The first visualization technique is about finding missing values in Pandas DataFrame.

Use library Seaborn with heat map to plot missing values for the whole dataset:

df.isna() - returns new DataFrame with True/False values depending on the missing values in a cell
cmap = 'Greens' - is a color map. For more info check: Get color palette with matplotlib

sns.heatmap(df.isna(),cmap = 'Greens')

result is:

Next let's check the same visualization for the last 3000 rows:

sns.heatmap(df.tail(3000).isna(),cmap = 'Greens')

result:

From the result above we can conclude:

Insights:

data set has missing values in several columns
- represented by darker green lines
cuisine, course and diet
- plot suggest pattern for missing values of those columns

7.2 Correlations

Again will use Seaborn's heatmap in order to visualize correlations between two and more columns:

sns.heatmap(df.corr(),cmap='Greens',annot=False)

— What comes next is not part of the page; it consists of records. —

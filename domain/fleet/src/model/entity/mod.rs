pub mod reservation;

#[rustfmt::skip]
pub use reservation::{
    ReservationOwner,
    ReservationStatus,
    ReservationWindow,
    VehicleReservation,
};
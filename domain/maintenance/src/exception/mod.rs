use domain_fleet::exception::FleetException;
use thiserror::Error;
use uuid::Uuid;

use crate::model::entity::{
    order::OrderStatus, programming::ProgrammingStatus, resource::ResourceKind,
    resource::TaskLinkStatus,
};
use crate::model::vo::AssetRef;

pub type MaintenanceResult<T> = Result<T, MaintenanceException>;

/// How a caller should treat a failure.
#[derive(Debug, Clone, Copy, PartialEq, Eq)]
pub enum ErrorKind {
    NotFound,
    Conflict,
    Validation,
    Timeout,
    Internal,
}

#[derive(Error, Debug)]
pub enum MaintenanceException {
    #[error("There is no programming with id: {id}.")]
    ProgrammingNotFound { id: Uuid },

    #[error("There is no order with id: {id}.")]
    OrderNotFound { id: Uuid },

    #[error("There is no {reference}.")]
    ReferenceNotFound { reference: AssetRef },

    #[error("There is no {kind} line with id: {line_id} in order: {order_id}.")]
    ResourceLineNotFound {
        kind: ResourceKind,
        order_id: Uuid,
        line_id: Uuid,
    },

    #[error("There is no checklist item with id: {item_id} in order: {order_id}.")]
    ChecklistItemNotFound { order_id: Uuid, item_id: Uuid },

    #[error("There is no task link with id: {task_id} in order: {order_id}.")]
    TaskLinkNotFound { order_id: Uuid, task_id: Uuid },

    #[error("Programming: {id} is {status}, it can not be {action}.")]
    ProgrammingTransition {
        id: Uuid,
        status: ProgrammingStatus,
        action: &'static str,
    },

    #[error("Order: {id} is {status}, it can not be {action}.")]
    OrderTransition {
        id: Uuid,
        status: OrderStatus,
        action: &'static str,
    },

    #[error("Order: {id} is {status}, consumed quantities can only be registered during execution.")]
    ConsumptionOutsideExecution { id: Uuid, status: OrderStatus },

    #[error("Task link: {task_id} in order: {order_id} is already {status}.")]
    TaskLinkNotPending {
        order_id: Uuid,
        task_id: Uuid,
        status: TaskLinkStatus,
    },

    #[error("Programming: {id} changed while it was being updated, retry the update.")]
    ConcurrentUpdate { id: Uuid },

    #[error("Invalid {field}: {reason}.")]
    Validation { field: &'static str, reason: String },

    #[error("Suggested date and suggested time must be provided together.")]
    PartialSuggestedSchedule,

    #[error(transparent)]
    Fleet(#[from] FleetException),

    #[error("Operation exceeded its transaction budget of {budget_secs}s and was rolled back.")]
    TransactionTimeout { budget_secs: u64 },

    #[error("Maintenance internal error: {source}")]
    InternalError {
        #[source]
        source: anyhow::Error,
    },
}

impl MaintenanceException {
    pub fn validation(field: &'static str, reason: impl Into<String>) -> Self {
        MaintenanceException::Validation {
            field,
            reason: reason.into(),
        }
    }

    /// Stable numeric code reported to callers.
    pub fn status(&self) -> u16 {
        use MaintenanceException::*;
        match self {
            ProgrammingNotFound { .. } => 400,
            OrderNotFound { .. } => 401,
            ReferenceNotFound { .. } => 402,
            ResourceLineNotFound { .. } => 403,
            ChecklistItemNotFound { .. } => 404,
            TaskLinkNotFound { .. } => 405,
            ProgrammingTransition { .. } => 410,
            OrderTransition { .. } => 411,
            ConsumptionOutsideExecution { .. } => 412,
            TaskLinkNotPending { .. } => 413,
            ConcurrentUpdate { .. } => 414,
            Validation { .. } => 420,
            PartialSuggestedSchedule => 421,
            Fleet(e) => e.status(),
            TransactionTimeout { .. } => 430,
            InternalError { .. } => 500,
        }
    }

    pub fn kind(&self) -> ErrorKind {
        use MaintenanceException::*;
        match self {
            ProgrammingNotFound { .. }
            | OrderNotFound { .. }
            | ReferenceNotFound { .. }
            | ResourceLineNotFound { .. }
            | ChecklistItemNotFound { .. }
            | TaskLinkNotFound { .. } => ErrorKind::NotFound,
            ProgrammingTransition { .. }
            | OrderTransition { .. }
            | ConsumptionOutsideExecution { .. }
            | TaskLinkNotPending { .. }
            | ConcurrentUpdate { .. } => ErrorKind::Conflict,
            Validation { .. } | PartialSuggestedSchedule => ErrorKind::Validation,
            Fleet(e) => match e {
                FleetException::InvalidWindow { .. }
                | FleetException::InvalidOdometer { .. }
                | FleetException::OdometerRegression { .. } => ErrorKind::Validation,
                FleetException::ReservationNotActive { .. } => ErrorKind::Conflict,
                FleetException::ReservationNotFound { .. } => ErrorKind::NotFound,
            },
            TransactionTimeout { .. } => ErrorKind::Timeout,
            InternalError { .. } => ErrorKind::Internal,
        }
    }
}

impl From<anyhow::Error> for MaintenanceException {
    fn from(e: anyhow::Error) -> Self {
        MaintenanceException::InternalError { source: e }
    }
}

/// Rejects negative, NaN and infinite amounts.
pub(crate) fn ensure_non_negative(field: &'static str, value: f64) -> MaintenanceResult<()> {
    if !value.is_finite() || value < 0.0 {
        return Err(MaintenanceException::validation(
            field,
            format!("expected a non-negative number, got {value}"),
        ));
    }
    Ok(())
}

pub(crate) fn ensure_text(field: &'static str, value: &str) -> MaintenanceResult<()> {
    if value.trim().is_empty() {
        return Err(MaintenanceException::validation(field, "must not be blank"));
    }
    Ok(())
}
//! Yearly counters behind programming codes and order numbers.
use sea_orm::entity::prelude::*;

#[derive(Clone, Debug, PartialEq, DeriveEntityModel)]
#[sea_orm(table_name = "number_sequence")]
pub struct Model {
    #[sea_orm(primary_key, auto_increment = false)]
    pub name: String,
    #[sea_orm(primary_key, auto_increment = false)]
    pub year: i32,
    /// Last value handed out.
    pub value: i32,
}

#[derive(Copy, Clone, Debug, EnumIter, DeriveRelation)]
pub enum Relation {}

impl ActiveModelBehavior for ActiveModel {}

#[derive(Debug, Clone, Copy, PartialEq, Eq)]
pub enum Sequence {
    ProgrammingCode,
    OrderNumber,
}

impl Sequence {
    pub fn name(&self) -> &'static str {
        match self {
            Sequence::ProgrammingCode => "programming_code",
            Sequence::OrderNumber => "order_number",
        }
    }
}
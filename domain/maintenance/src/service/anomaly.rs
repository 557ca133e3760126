use async_trait::async_trait;
use uuid::Uuid;

use crate::model::vo::AnomalyStatus;

/// Anomaly registry owned by another system.
#[async_trait]
pub trait AnomalyService: Send + Sync {
    async fn update_status(&self, anomaly_id: Uuid, status: AnomalyStatus) -> anyhow::Result<()>;

    /// Marks the anomaly resolved with an optional note.
    async fn resolve(&self, anomaly_id: Uuid, note: Option<String>) -> anyhow::Result<()>;
}
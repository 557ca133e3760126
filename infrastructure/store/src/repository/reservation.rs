use anyhow::{bail, Context};
use architecture::{DBRepository, MutableRepository, ReadOnlyRepository};
use async_trait::async_trait;
use domain_fleet::{
    model::entity::{ReservationOwner, VehicleReservation},
    repository::ReservationRepo,
};
use sea_orm::{ActiveModelTrait, ColumnTrait, EntityTrait, QueryFilter, QueryOrder};
use uuid::Uuid;

use super::OrmRepo;
use crate::model::prelude::*;

#[async_trait]
impl ReadOnlyRepository<VehicleReservation> for OrmRepo {
    async fn get_by_id(&self, id: Uuid) -> anyhow::Result<Option<VehicleReservation>> {
        ReservationEntity::find_by_id(id)
            .one(&self.txn)
            .await?
            .map(VehicleReservation::try_from)
            .transpose()
    }

    async fn get_all(&self) -> anyhow::Result<Vec<VehicleReservation>> {
        ReservationEntity::find()
            .order_by_asc(ReservationColumn::CreatedAt)
            .all(&self.txn)
            .await?
            .into_iter()
            .map(VehicleReservation::try_from)
            .collect()
    }
}

#[async_trait]
impl MutableRepository<VehicleReservation> for OrmRepo {
    async fn update(&self, entity: &VehicleReservation) -> anyhow::Result<()> {
        let active_model = ReservationActiveModel::from(ReservationModel::try_from(entity)?);
        let result = ReservationEntity::update_many()
            .set(active_model.reset_all())
            .filter(ReservationColumn::Id.eq(entity.id))
            .exec(&self.txn)
            .await?;
        if result.rows_affected == 0 {
            bail!("No reservation with id: {}", entity.id);
        }
        Ok(())
    }

    async fn insert(&self, entity: &VehicleReservation) -> anyhow::Result<Uuid> {
        let active_model = ReservationActiveModel::from(ReservationModel::try_from(entity)?);
        ReservationEntity::insert(active_model.reset_all())
            .exec_without_returning(&self.txn)
            .await
            .with_context(|| format!("Reservation {} already exists", entity.id))?;
        Ok(entity.id)
    }
}

impl DBRepository<VehicleReservation> for OrmRepo {}

#[async_trait]
impl ReservationRepo for OrmRepo {
    async fn get_by_owner(
        &self,
        owner: ReservationOwner,
    ) -> anyhow::Result<Vec<VehicleReservation>> {
        let (owner_kind, owner_id) = ReservationModel::owner_key(owner);
        ReservationEntity::find()
            .filter(ReservationColumn::OwnerKind.eq(owner_kind))
            .filter(ReservationColumn::OwnerId.eq(owner_id))
            .order_by_asc(ReservationColumn::CreatedAt)
            .all(&self.txn)
            .await?
            .into_iter()
            .map(VehicleReservation::try_from)
            .collect()
    }
}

The first option is for the whole dataset shows - no correlation between the columns.

sns.heatmap(df[df.diet=='Vegan'].corr(),cmap='Greens',annot=True)

While the second one is showing correlations for rows with type "Vegan". We can see a correlation between columns 'prep_time' and 'cook_time'.

Insights:

no correlation of numerical columns for the whole DataFrame
correlation for - Vegan recipes - between prep_time and cook_time
darker color represent positive correlation
- lighter - negative
to get values use annot=True

7.3 Detect outliers in Pandas DataFrame

Finally we will use boxplot to detect outliers:

cols = ['vote_count', 'rating',  'prep_time', 'cook_time']
plt.figure(figsize=(20, 5))
sns.boxplot(data=df[cols], orient='h')

The picture below suggest about outliers in the numeric columns

Insights:

vote_count - suggest outliers
cook_time - has possible outliers
rating - doesn't indicate outliers

7.4 Explain Seaborn boxplot and outliers

In order to get a better understanding we will work only with two columns: 'prep_time', 'cook_time' and the first 18 records.

The stats for them are:

df[['prep_time', 'cook_time']].head(18).describe()

	prep_time	cook_time
count	18.000000	18.000000
mean	12.222222	22.388889
std	4.608886	17.091928
min	5.000000	0.000000
25%	10.000000	11.250000
50%	10.000000	20.000000
75%	15.000000	30.000000
max	20.000000	60.000000

The picture below illustrates how to analyze a dataset for outliers with boxplot.

Boxplot has 3 main components:

box (Interquartile Range - IQR)
- q1 - 25%
- q2 - 50% or median
- q3 - 75%
whiskers
- min
- max
outliers
- points beyond the whiskers

We can notice that sometimes the whiskers don't match the min/max. They are calculated based on formulas. Upper and low whiskers are calculated as 1.5 multiplied on the interquartile range - IQR(the box).

Definition
An outlier(extreme) is a value that lies in the extremes of a data Series(on either end). They can affect overall observation and insights.

In the next article we will cover more techniques and several Python libraries for exploratory data analysis.

Conclusion

In this article, we covered the basics of Exploratory Data Analysis and discussed most of the common methods which every data scientist should know while working with datasets. Through practical examples, we learned how to explore new datasets.

We started by initial data analysis and first glance of data. After that, we made data conversion and preprocessing for further analysis. Finally, we saw multiple visual techniques in order to find missing values, outliers and correlations.